Deuxièmement, les protocoles des principales blockchains sont restés inaltérables. Autrement dit il n’y a pas eu de problème technique majeur qui aurait pu faire baisser la confiance des utilisateurs dans la technologie. Il est important de rappeler que les différents piratage au sein de l’écosystème concernent principalement les protocoles «cross-chain» (70%) et/ou des applications non auditées.

Troisièmement, les fonds levés autour des projets cryptos sur le premier semestre 2022 dépassent le montant des levées sur toute l’année 2021. Plus de 30 milliards de dollars ont été injectés en 1200 rounds de financement selon le fournisseur de données Messari. Notons toutefois que la finance décentralisée a été délaissée (6% des fonds levés) au profit des projets Web3/Nft (26%). La finance centralisée (plateforme d’échanges, de prêt, de dépôt…) (35%) et les projets d’infrastructure (33%) continuent d’être plébiscités.

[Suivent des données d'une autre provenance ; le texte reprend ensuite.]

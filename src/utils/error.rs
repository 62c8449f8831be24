//! Error types for the entire application.
//!
//! We use `thiserror` for library-style errors with custom types,
//! and `anyhow` for application-level error propagation in main.rs and commands.

use thiserror::Error;

/// Errors that can occur while loading a HAR document (fatal to the run)
#[derive(Error, Debug)]
pub enum LoadError {
    #[error("Failed to read HAR input: {0}")]
    Io(#[from] std::io::Error),

    #[error("HAR document is not valid JSON: {0}")]
    Decode(serde_json::Error),
}

impl From<serde_json::Error> for LoadError {
    fn from(err: serde_json::Error) -> Self {
        // serde_json surfaces reader failures as its own error type
        if err.is_io() {
            LoadError::Io(err.into())
        } else {
            LoadError::Decode(err)
        }
    }
}

/// A single entry's start time could not be parsed (recoverable)
#[derive(Error, Debug, Clone, PartialEq)]
#[error("Invalid startedDateTime {raw:?}: {reason}")]
pub struct TimestampError {
    pub raw: String,
    #[source]
    pub reason: TimestampReason,
}

/// Why a start time was rejected
#[derive(Error, Debug, Clone, PartialEq)]
pub enum TimestampReason {
    #[error("{0}")]
    Malformed(#[from] chrono::ParseError),

    #[error("date and time must be separated by 'T'")]
    MissingSeparator,

    #[error("second out of range")]
    LeapSecond,
}

/// Errors that can occur during spreadsheet output
#[derive(Error, Debug)]
pub enum OutputError {
    #[error("Failed to write file: {0}")]
    Io(#[from] std::io::Error),

    #[error("Failed to build workbook: {0}")]
    Xlsx(#[from] rust_xlsxwriter::XlsxError),

    #[error("Invalid output path: {0}")]
    InvalidPath(String),

    #[error("Too many rows for a worksheet: {0}")]
    TooManyRows(usize),
}
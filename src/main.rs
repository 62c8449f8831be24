//! har2xlsx CLI
//!
//! Converts an HTTP Archive (.har) capture into an xlsx spreadsheet.

use clap::Parser;
use env_logger::Env;
use log::error;
use std::path::PathBuf;
use std::process::ExitCode;

use har2xlsx::commands::{execute_convert, validate_args, ConvertArgs};

/// Convert HTTP Archive (.har) recordings into Excel (.xlsx) files
#[derive(Parser, Debug)]
#[command(name = "har2xlsx")]
#[command(version, about, long_about = None)]
struct Cli {
    /// Input HAR file
    #[arg(short, long)]
    input: PathBuf,

    /// Output xlsx file
    #[arg(short, long)]
    output: PathBuf,

    /// Print text summary to stdout
    #[arg(long)]
    summary: bool,

    /// Enable verbose logging
    #[arg(short, long)]
    verbose: bool,
}

fn main() -> ExitCode {
    // Parse CLI arguments
    let cli = Cli::parse();

    // Setup logging
    let log_level = if cli.verbose { "debug" } else { "info" };
    env_logger::Builder::from_env(Env::default().default_filter_or(log_level)).init();

    let args = ConvertArgs {
        input: cli.input,
        output: cli.output,
        print_summary: cli.summary,
    };

    match validate_args(&args).and_then(|()| execute_convert(&args)) {
        Ok(_) => ExitCode::SUCCESS,
        Err(e) => {
            error!("{:#}", e);
            ExitCode::FAILURE
        }
    }
}
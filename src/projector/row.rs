//! Projection of HAR entries into report rows.
//!
//! Each entry becomes one [`OutputRow`] in capture order. Entries whose
//! start time cannot be parsed are reported to a [`WarningSink`] and
//! dropped; they never abort the projection.

use super::timestamp::to_display_time;
use super::timing::{format_total_time, total_time};
use crate::parser::schema::{HarDocument, HarEntry};
use crate::utils::error::TimestampError;
use log::{debug, warn};

/// One spreadsheet row, in header column order
#[derive(Debug, Clone, PartialEq, Eq)]
pub struct OutputRow {
    /// Start time at the display offset, RFC3339
    pub started_at: String,
    pub method: String,
    pub url: String,
    /// Total time in milliseconds, two decimal places
    pub total_time: String,
    pub post_data_text: String,
    pub status: i64,
    pub status_text: String,
    pub content_text: String,
}

/// An entry dropped from the report
#[derive(Debug, Clone, PartialEq)]
pub struct SkippedEntry {
    /// Position of the entry in the document
    pub index: usize,
    pub error: TimestampError,
}

/// Receiver for recoverable per-entry problems
pub trait WarningSink {
    fn entry_skipped(&mut self, skipped: SkippedEntry);
}

/// Sink that forwards to the `log` facade
#[derive(Debug, Default, Clone, Copy)]
pub struct LogSink;

impl WarningSink for LogSink {
    fn entry_skipped(&mut self, skipped: SkippedEntry) {
        warn!("Skipping entry {}: {}", skipped.index, skipped.error);
    }
}

impl WarningSink for Vec<SkippedEntry> {
    fn entry_skipped(&mut self, skipped: SkippedEntry) {
        self.push(skipped);
    }
}

impl<S: WarningSink + ?Sized> WarningSink for &mut S {
    fn entry_skipped(&mut self, skipped: SkippedEntry) {
        (**self).entry_skipped(skipped);
    }
}

/// Project every entry of a document into report rows
///
/// **Public** - main entry point for row projection
///
/// Rows keep entry order. Entries with an unparsable `startedDateTime`
/// are reported to `sink` and produce no row.
pub fn project<S: WarningSink>(document: &HarDocument, mut sink: S) -> Vec<OutputRow> {
    let entries = document.entries();
    let mut rows = Vec::with_capacity(entries.len());

    for (index, entry) in entries.iter().enumerate() {
        match project_entry(entry) {
            Ok(row) => rows.push(row),
            Err(error) => sink.entry_skipped(SkippedEntry { index, error }),
        }
    }

    debug!("Projected {} of {} entries", rows.len(), entries.len());
    rows
}

/// Build the row for a single entry
///
/// **Public** - useful for tests and single-entry callers
///
/// # Errors
/// * `TimestampError` - the entry's start time is not RFC3339
pub fn project_entry(entry: &HarEntry) -> Result<OutputRow, TimestampError> {
    let total_ms = total_time(&entry.timings);
    let started_at = to_display_time(&entry.started_date_time)?;

    let row = OutputRow {
        started_at,
        method: entry.request.method.clone(),
        url: entry.request.url.clone(),
        total_time: format_total_time(total_ms),
        post_data_text: entry.request.post_data.text.clone(),
        status: entry.response.status,
        status_text: entry.response.status_text.clone(),
        content_text: entry.response.content.text.clone(),
    };

    debug!("Started at: {}", row.started_at);
    debug!("Request: {} {}", row.method, row.url);
    debug!("Request.PostData.Text: {}", row.post_data_text);
    debug!("Response: {} {}", row.status, row.status_text);
    debug!("Response.Content.Text: {}", row.content_text);
    debug!("Total Time: {} ms", row.total_time);

    Ok(row)
}
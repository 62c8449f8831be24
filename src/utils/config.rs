//! Configuration and constants for the converter.

use chrono::FixedOffset;

/// Name of the worksheet holding the exported entries
pub const SHEET_NAME: &str = "HAR Data";

/// Header row, in output column order
pub const HEADERS: [&str; 8] = [
    "Started at",
    "Request.Method",
    "Request.URL",
    "Total Time (ms)",
    "Request.PostData.Text",
    "Response.Status",
    "Response.StatusText",
    "Response.Content.Text",
];

/// Display timezone offset from UTC, in seconds (+09:00)
pub const DISPLAY_UTC_OFFSET_SECS: i32 = 9 * 60 * 60;

/// Decimal places used when rendering total time
pub const TOTAL_TIME_PRECISION: usize = 2;

/// Excel rejects cell text longer than this (counted in characters)
pub const MAX_CELL_CHARS: usize = 32_767;

/// Fixed display offset used for every exported timestamp.
///
/// No DST rules apply and no timezone database is consulted.
pub const DISPLAY_OFFSET: FixedOffset = match FixedOffset::east_opt(DISPLAY_UTC_OFFSET_SECS) {
    Some(offset) => offset,
    None => panic!("display offset must be within +/-24h"),
};
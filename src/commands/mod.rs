//! CLI command implementations.
//!
//! Commands orchestrate the various library components to perform user tasks.

pub mod convert;

// Re-export main command functions
pub use convert::{execute_convert, validate_args, ConvertArgs, ConvertReport};
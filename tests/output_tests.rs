use har2xlsx::commands::{execute_convert, ConvertArgs};
use har2xlsx::output::write_workbook;
use har2xlsx::projector::OutputRow;
use har2xlsx::utils::config::HEADERS;
use pretty_assertions::assert_eq;
use serde_json::json;
use std::fs::{self, File};
use std::io::Read;
use std::path::Path;
use zip::ZipArchive;

#[derive(Debug, PartialEq)]
enum Cell {
    Text(String),
    Number(f64),
}

/// (reference, value, has a cell style)
type SheetCell = (String, Cell, bool);

fn read_part(path: &Path, name: &str) -> String {
    let mut archive = ZipArchive::new(File::open(path).unwrap()).unwrap();
    let mut xml = String::new();
    archive.by_name(name).unwrap().read_to_string(&mut xml).unwrap();
    xml
}

fn shared_strings(xml: &str) -> Vec<String> {
    xml.split("<si>")
        .skip(1)
        .map(|si| {
            let start = si.find('>').unwrap() + 1;
            let end = si.find("</t>").unwrap();
            si[start..end].to_string()
        })
        .collect()
}

fn sheet_cells(path: &Path) -> Vec<SheetCell> {
    let strings = shared_strings(&read_part(path, "xl/sharedStrings.xml"));
    let sheet = read_part(path, "xl/worksheets/sheet1.xml");

    sheet
        .split("<c r=\"")
        .skip(1)
        .map(|c| {
            let reference = c[..c.find('"').unwrap()].to_string();
            let attrs = &c[..c.find('>').unwrap()];
            let raw = &c[c.find("<v>").unwrap() + 3..c.find("</v>").unwrap()];
            let value = if attrs.contains("t=\"s\"") {
                Cell::Text(strings[raw.parse::<usize>().unwrap()].clone())
            } else {
                Cell::Number(raw.parse().unwrap())
            };
            (reference, value, attrs.contains(" s=\""))
        })
        .collect()
}

fn text(reference: &str, value: &str) -> SheetCell {
    (reference.to_string(), Cell::Text(value.to_string()), false)
}

fn header_cells() -> Vec<SheetCell> {
    ["A", "B", "C", "D", "E", "F", "G", "H"]
        .iter()
        .zip(HEADERS)
        .map(|(col, title)| (format!("{}1", col), Cell::Text(title.to_string()), true))
        .collect()
}

fn row(started_at: &str, url: &str, total: &str, status: i64) -> OutputRow {
    OutputRow {
        started_at: started_at.to_string(),
        method: "POST".to_string(),
        url: url.to_string(),
        total_time: total.to_string(),
        post_data_text: "name=demo".to_string(),
        status,
        status_text: "Created".to_string(),
        content_text: "done".to_string(),
    }
}

#[test]
fn test_workbook_layout_and_cell_types() {
    let dir = tempfile::tempdir().unwrap();
    let path = dir.path().join("report.xlsx");
    let rows = vec![
        row("2024-01-01T09:00:00+09:00", "https://example.com/a", "19.50", 201),
        row("2024-01-01T09:00:05+09:00", "https://example.com/b", "0.25", 404),
    ];

    write_workbook(&rows, &path).unwrap();

    let mut expected = header_cells();
    expected.extend([
        text("A2", "2024-01-01T09:00:00+09:00"),
        text("B2", "POST"),
        text("C2", "https://example.com/a"),
        text("D2", "19.50"),
        text("E2", "name=demo"),
        ("F2".to_string(), Cell::Number(201.0), false),
        text("G2", "Created"),
        text("H2", "done"),
        text("A3", "2024-01-01T09:00:05+09:00"),
        text("B3", "POST"),
        text("C3", "https://example.com/b"),
        text("D3", "0.25"),
        text("E3", "name=demo"),
        ("F3".to_string(), Cell::Number(404.0), false),
        text("G3", "Created"),
        text("H3", "done"),
    ]);
    assert_eq!(sheet_cells(&path), expected);
}

#[test]
fn test_workbook_single_named_sheet_with_bold_header() {
    let dir = tempfile::tempdir().unwrap();
    let path = dir.path().join("report.xlsx");

    write_workbook(&[], &path).unwrap();

    let workbook = read_part(&path, "xl/workbook.xml");
    assert_eq!(workbook.matches("<sheet ").count(), 1);
    assert!(workbook.contains("<sheet name=\"HAR Data\""));
    assert!(read_part(&path, "xl/styles.xml").contains("<b/>"));
    assert_eq!(sheet_cells(&path), header_cells());
}

#[test]
fn test_skipped_entry_leaves_no_gap() {
    let dir = tempfile::tempdir().unwrap();
    let input = dir.path().join("capture.har");
    let har = json!({
        "log": {
            "entries": [
                { "startedDateTime": "2024-01-01T00:00:00Z", "request": { "method": "GET", "url": "https://a" } },
                { "startedDateTime": "2024-01-01 00:00:01Z", "request": { "method": "GET", "url": "https://b" } },
                { "startedDateTime": "2024-01-01T00:00:02Z", "request": { "method": "GET", "url": "https://c" } }
            ]
        }
    });
    fs::write(&input, har.to_string()).unwrap();
    let args = ConvertArgs {
        input,
        output: dir.path().join("report.xlsx"),
        print_summary: false,
    };

    let report = execute_convert(&args).unwrap();
    assert_eq!(report.skipped, 1);

    let urls: Vec<SheetCell> = sheet_cells(&args.output)
        .into_iter()
        .filter(|(reference, _, _)| reference.starts_with('C') && reference != "C1")
        .collect();
    assert_eq!(urls, vec![text("C2", "https://a"), text("C3", "https://c")]);
}
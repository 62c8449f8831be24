//! Start-time normalization to the display timezone.

use crate::utils::config::DISPLAY_OFFSET;
use crate::utils::error::{TimestampError, TimestampReason};
use chrono::{DateTime, FixedOffset, SecondsFormat, Timelike};

/// Parse an RFC3339 timestamp and re-render it at the display offset
///
/// **Public** - used by the row projector
///
/// Sub-second precision is dropped from the rendered value.
///
/// # Errors
/// * `TimestampError` - `raw` is not RFC3339
pub fn to_display_time(raw: &str) -> Result<String, TimestampError> {
    let parsed = parse_started_at(raw).map_err(|reason| TimestampError {
        raw: raw.to_string(),
        reason,
    })?;
    Ok(parsed
        .with_timezone(&DISPLAY_OFFSET)
        .to_rfc3339_opts(SecondsFormat::Secs, true))
}

/// Strict RFC3339: chrono alone also takes a space separator and `:60`
fn parse_started_at(raw: &str) -> Result<DateTime<FixedOffset>, TimestampReason> {
    let parsed = DateTime::parse_from_rfc3339(raw)?;

    if !matches!(raw.as_bytes().get(10), Some(b'T' | b't')) {
        return Err(TimestampReason::MissingSeparator);
    }
    // chrono folds a leap second into the nanosecond field
    if parsed.nanosecond() >= 1_000_000_000 {
        return Err(TimestampReason::LeapSecond);
    }

    Ok(parsed)
}
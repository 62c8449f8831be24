//! har2xlsx
//!
//! Converts HTTP Archive (.har) captures into xlsx spreadsheets for review.
//!
//! The pipeline has two stages:
//!
//! - [`parser`] decodes a HAR document into a typed model
//! - [`projector`] turns each entry into a report row: total time from the
//!   timing phases, start time at +09:00, and the request/response fields
//!
//! Rows are then written by [`output`]. [`commands`] ties the stages together
//! for the `har2xlsx` CLI.
//!
//! ```bash
//! har2xlsx -i capture.har -o capture.xlsx
//! ```

pub mod commands;
pub mod output;
pub mod parser;
pub mod projector;
pub mod utils;
//! Total elapsed time from a HAR timing breakdown.

use crate::parser::schema::Timings;

/// Sum the sequential timing phases of an entry, in milliseconds
///
/// **Public** - used by the row projector
///
/// Phases are `blocked`, `dns`, `connect`, `send`, `wait` and `receive`.
/// A phase contributes only when it is present and strictly positive; HAR
/// uses `-1` for "not applicable", and zero is treated the same way.
/// `ssl` is never added: HAR already counts it inside `connect`.
pub fn total_time(timings: &Timings) -> f64 {
    [
        timings.blocked,
        timings.dns,
        timings.connect,
        timings.send,
        timings.wait,
        timings.receive,
    ]
    .into_iter()
    .flatten()
    .filter(|ms| *ms > 0.0)
    .sum()
}

/// Render a total time with the fixed report precision
pub fn format_total_time(total_ms: f64) -> String {
    format!(
        "{:.*}",
        crate::utils::config::TOTAL_TIME_PRECISION,
        total_ms
    )
}
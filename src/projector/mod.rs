//! Projection of a loaded HAR document into report rows.
//!
//! This module computes:
//! - Total time per entry from its timing phases
//! - Start times at the fixed display offset
//! - One ordered row per entry with a valid start time

pub mod row;
pub mod timestamp;
pub mod timing;

// Re-export main types and functions
pub use row::{project, project_entry, LogSink, OutputRow, SkippedEntry, WarningSink};
pub use timestamp::to_display_time;
pub use timing::{format_total_time, total_time};
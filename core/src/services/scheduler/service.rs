//! Periodic countdown notifications toward a lockout deadline.

use async_trait::async_trait;
use std::sync::atomic::{AtomicBool, Ordering};
use std::sync::{Arc, Weak};
use std::time::Duration;
use tokio::task::JoinHandle;
use tracing::{debug, info};

use crate::services::clock::Clock;
use kg_shared::config::CountdownConfig;
use kg_shared::types::MonotonicMillis;
use kg_shared::utils::time::ceil_seconds_remaining;

/// Observer of countdown progress
#[async_trait]
pub trait CountdownObserver: Send + Sync {
    /// Periodic notification with whole seconds remaining, rounded up
    async fn on_countdown_tick(&self, seconds_remaining: u32);

    /// Fired once when the deadline passes. Never fired after `stop`.
    async fn on_countdown_expired(&self);
}

struct CountdownHandle {
    stopped: Arc<AtomicBool>,
    task: JoinHandle<()>,
}

impl CountdownHandle {
    fn stop(&self) {
        self.stopped.store(true, Ordering::SeqCst);
        self.task.abort();
    }
}

/// Emits per-second countdown notifications until a lockout deadline passes.
///
/// At most one countdown runs per scheduler: `start` stops any countdown
/// still running before spawning the new one, so repeated resets while
/// locked out cannot stack timers.
pub struct LockoutScheduler<K: Clock> {
    clock: Arc<K>,
    config: CountdownConfig,
    active: tokio::sync::Mutex<Option<CountdownHandle>>,
}

impl<K: Clock> LockoutScheduler<K> {
    /// Create a new scheduler with the given cadence
    pub fn new(clock: Arc<K>, config: CountdownConfig) -> Self {
        Self {
            clock,
            config,
            active: tokio::sync::Mutex::new(None),
        }
    }

    /// Create a new scheduler ticking once per second
    pub fn with_defaults(clock: Arc<K>) -> Self {
        Self::new(clock, CountdownConfig::default())
    }

    /// Begin a countdown toward `deadline`.
    ///
    /// The first notification fires immediately; each carries
    /// `ceil((deadline - now) / 1000)` seconds remaining. Once `now` reaches
    /// the deadline a single expiry notification fires and the countdown
    /// stops. Any previously running countdown is stopped first.
    ///
    /// The observer is held weakly; the countdown exits quietly if it goes
    /// away.
    pub async fn start(&self, deadline: MonotonicMillis, observer: Weak<dyn CountdownObserver>) {
        let mut active = self.active.lock().await;
        if let Some(previous) = active.take() {
            previous.stop();
            debug!(event = "countdown_replaced", "Replaced running countdown");
        }

        let stopped = Arc::new(AtomicBool::new(false));
        let task_stopped = Arc::clone(&stopped);
        let clock = Arc::clone(&self.clock);
        let tick = Duration::from_millis(self.config.tick_interval_ms);

        info!(
            deadline = deadline,
            event = "countdown_started",
            "Starting lockout countdown"
        );

        let task = tokio::spawn(async move {
            loop {
                if task_stopped.load(Ordering::SeqCst) {
                    return;
                }
                let Some(observer) = observer.upgrade() else {
                    return;
                };

                let now = clock.now_millis();
                if now >= deadline {
                    debug!(
                        deadline = deadline,
                        event = "countdown_expired",
                        "Lockout countdown expired"
                    );
                    observer.on_countdown_expired().await;
                    return;
                }

                observer
                    .on_countdown_tick(ceil_seconds_remaining(deadline, now))
                    .await;
                drop(observer);

                tokio::time::sleep(tick).await;
            }
        });

        *active = Some(CountdownHandle { stopped, task });
    }

    /// Halt the running countdown without firing expiry. Idempotent.
    pub async fn stop(&self) {
        if let Some(handle) = self.active.lock().await.take() {
            handle.stop();
            debug!(event = "countdown_stopped", "Stopped lockout countdown");
        }
    }
}
//! Cancellable asynchronous verification requests.

use async_trait::async_trait;
use std::sync::atomic::{AtomicBool, Ordering};
use std::sync::{Arc, Weak};
use tokio::task::JoinHandle;
use tracing::{debug, warn};
use uuid::Uuid;

use crate::domain::entities::attempt::VerificationOutcome;
use crate::domain::value_objects::Credential;
use crate::repositories::CredentialStore;
use kg_shared::types::UserId;

/// Receiver for verification outcomes.
///
/// Invoked at most once per request, never for a cancelled one. The sink is
/// responsible for serializing delivery with its other operations.
#[async_trait]
pub trait OutcomeSink: Send + Sync {
    async fn on_outcome(
        &self,
        request_id: Uuid,
        credential: Credential,
        outcome: VerificationOutcome,
    );
}

/// Handle to one in-flight verification request.
///
/// Dropping the handle does not cancel the request; call [`cancel`] to
/// suppress delivery.
///
/// [`cancel`]: PendingVerification::cancel
#[derive(Debug)]
pub struct PendingVerification {
    request_id: Uuid,
    cancelled: Arc<AtomicBool>,
    task: JoinHandle<()>,
}

impl PendingVerification {
    pub fn request_id(&self) -> Uuid {
        self.request_id
    }

    /// Suppress outcome delivery for this request.
    ///
    /// The sink will not fire after this returns. The store-side comparison
    /// may still run to completion; only delivery is guaranteed suppressed.
    pub fn cancel(&self) {
        self.cancelled.store(true, Ordering::SeqCst);
        self.task.abort();
        debug!(
            request_id = %self.request_id,
            event = "verification_cancelled",
            "Cancelled pending verification"
        );
    }
}

/// Thin asynchronous boundary to the credential store.
///
/// Comparison work happens off the caller's context in a spawned task; the
/// outcome is handed back through the [`OutcomeSink`].
pub struct CredentialVerifier<S: CredentialStore + 'static> {
    store: Arc<S>,
}

impl<S: CredentialStore + 'static> CredentialVerifier<S> {
    pub fn new(store: Arc<S>) -> Self {
        Self { store }
    }

    /// Start one out-of-band comparison for `credential`.
    ///
    /// Returns a cancellable handle immediately. The outcome is delivered to
    /// `sink` exactly once unless the handle is cancelled first or the sink
    /// has been dropped. A store failure is folded into a mismatch outcome;
    /// distinguishing "wrong credential" from "store malfunction" is the
    /// store layer's concern.
    pub fn check(
        &self,
        credential: Credential,
        user_id: UserId,
        sink: Weak<dyn OutcomeSink>,
    ) -> PendingVerification {
        let request_id = Uuid::new_v4();
        let cancelled = Arc::new(AtomicBool::new(false));
        let store = Arc::clone(&self.store);
        let task_cancelled = Arc::clone(&cancelled);

        debug!(
            request_id = %request_id,
            user_id = %user_id,
            event = "verification_started",
            "Issued credential check"
        );

        let task = tokio::spawn(async move {
            let outcome = match store.check_credential(&credential, user_id).await {
                Ok(outcome) => outcome,
                Err(error) => {
                    warn!(
                        request_id = %request_id,
                        error = %error,
                        "Credential check failed; treating as mismatch"
                    );
                    VerificationOutcome::mismatch()
                }
            };

            if task_cancelled.load(Ordering::SeqCst) {
                return;
            }
            let Some(sink) = sink.upgrade() else {
                return;
            };
            sink.on_outcome(request_id, credential, outcome).await;
        });

        PendingVerification {
            request_id,
            cancelled,
            task,
        }
    }
}
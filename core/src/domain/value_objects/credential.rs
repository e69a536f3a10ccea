//! Credential value object for attempt submission.

use secrecy::{ExposeSecret, SecretString};
use std::fmt;

/// Transient credential entry (PIN, password, or serialized pattern).
///
/// The entry bytes are zeroized when the value is dropped and never appear in
/// `Debug` output. The controller owns a credential only for the duration of
/// one attempt and drops it as soon as the outcome has been processed.
pub struct Credential {
    entry: SecretString,
    length: usize,
}

impl Credential {
    pub fn new(entry: impl Into<String>) -> Self {
        let entry: String = entry.into();
        let length = entry.chars().count();
        Self {
            entry: SecretString::from(entry),
            length,
        }
    }

    /// Number of input symbols in the entry
    pub fn len(&self) -> usize {
        self.length
    }

    pub fn is_empty(&self) -> bool {
        self.length == 0
    }

    /// Expose the raw entry for comparison by a credential store.
    ///
    /// Store implementations are the only intended callers; the entry must
    /// not be copied out of the comparison path.
    pub fn expose(&self) -> &str {
        self.entry.expose_secret()
    }
}

impl fmt::Debug for Credential {
    fn fmt(&self, f: &mut fmt::Formatter<'_>) -> fmt::Result {
        write!(f, "Credential(length={})", self.length)
    }
}

impl From<&str> for Credential {
    fn from(entry: &str) -> Self {
        Self::new(entry)
    }
}
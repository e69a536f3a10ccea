//! Credential store repository module.

pub mod r#trait {
    pub use super::trait_::*;
}
#[path = "trait.rs"]
mod trait_;

mod memory;

pub use memory::{InMemoryCredentialStore, InMemoryStoreConfig};
pub use r#trait::CredentialStore;

#[cfg(test)]
mod tests;
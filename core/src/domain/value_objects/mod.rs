//! Value objects for attempt submission.

pub mod credential;

pub use credential::Credential;
//! Common type definitions and utilities

use chrono::{DateTime, Utc};
use serde::{Deserialize, Serialize};
use std::fmt;

/// Wall-clock timestamp type alias
pub type Timestamp = DateTime<Utc>;

/// Milliseconds on a monotonic clock.
///
/// Lockout deadlines are expressed on this clock rather than wall time, so a
/// deadline survives wall-clock changes. By convention a value of zero means
/// "no deadline".
pub type MonotonicMillis = u64;

/// Device-local user slot identifier
#[derive(Debug, Clone, Copy, PartialEq, Eq, Hash, Serialize, Deserialize)]
pub struct UserId(pub u32);

impl UserId {
    /// The primary user slot
    pub const PRIMARY: UserId = UserId(0);
}

impl fmt::Display for UserId {
    fn fmt(&self, f: &mut fmt::Formatter<'_>) -> fmt::Result {
        write!(f, "{}", self.0)
    }
}

impl From<u32> for UserId {
    fn from(value: u32) -> Self {
        UserId(value)
    }
}
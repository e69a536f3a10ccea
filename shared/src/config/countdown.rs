//! Lockout countdown configuration module

use serde::{Deserialize, Serialize};

/// Lockout countdown cadence configuration
#[derive(Debug, Clone, Deserialize, Serialize)]
pub struct CountdownConfig {
    /// Interval between seconds-remaining notifications in milliseconds
    #[serde(default = "default_tick_interval_ms")]
    pub tick_interval_ms: u64,
}

impl Default for CountdownConfig {
    fn default() -> Self {
        Self {
            tick_interval_ms: default_tick_interval_ms(),
        }
    }
}

fn default_tick_interval_ms() -> u64 {
    1000
}
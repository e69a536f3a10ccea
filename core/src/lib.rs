//! # KeyGate Core
//!
//! Core attempt-verification and lockout-enforcement logic for KeyGate.
//! This crate contains domain entities, the attempt controller and the leaf
//! services it composes, repository interfaces, and error types.

pub mod domain;
pub mod errors;
pub mod repositories;
pub mod services;

// Re-export commonly used types for convenience
pub use domain::*;
pub use errors::*;
pub use repositories::*;
pub use services::*;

Quatrièmement, l’adoption croissante des cryptos continue. Selon le dernier rapport du Boston Consulting Group (BCG), seulement 0,3% de la « richesse individuelle » dans le monde serait actuellement investie dans les cryptomonnaies, contre 25 % dans les actions. Le rapport estime qu’il pourrait y avoir un milliard d’utilisateurs de cryptomonnaies d’ici 2030 contre 300 millions aujourd’hui. Toujours selon BCG, l’adoption se fera à la fois par les particuliers, mais également par les investisseurs institutionnels.

Enfin, cinquièmement, signe que l’intérêt est toujours présent chez les institutionnels, la plateforme Coinbase a annoncé un partenariat avec le gestionnaire d’actifs BlackRock. Celui-ci permettra à ses clients institutionnels d’acheter et de vendre des bitcoins. Les clients institutionnels de BlackRock (banques, gestionnaires de trésorerie, hedge funds, etc.) qui utilisaient déjà Coinbase vont désormais pouvoir accéder au service professionnel de la plateforme pour faire des opérations en Bitcoin.

Pour conclure, le secteur des cryptomonnaies traverse une année de baisse en ligne avec les marchés. Malgré cela, l’intérêt et l’adoption ne cessent de croître. Nous observons une consolidation du secteur et un recentrage autour des projets de qualité. La technologie et les applications continuent d’évoluer et de délivrer des innovations prometteuses.

Il ne faut pas jeter le bébé avec l’eau du bain, le marché a ses cycles de prix que l’investisseur doit accepter. Bien qu’il n’y ait pas encore de consensus autour des méthodes de valorisation des cryptos, l’économie et la croissance du secteur laisse présager un potentiel non négligeable.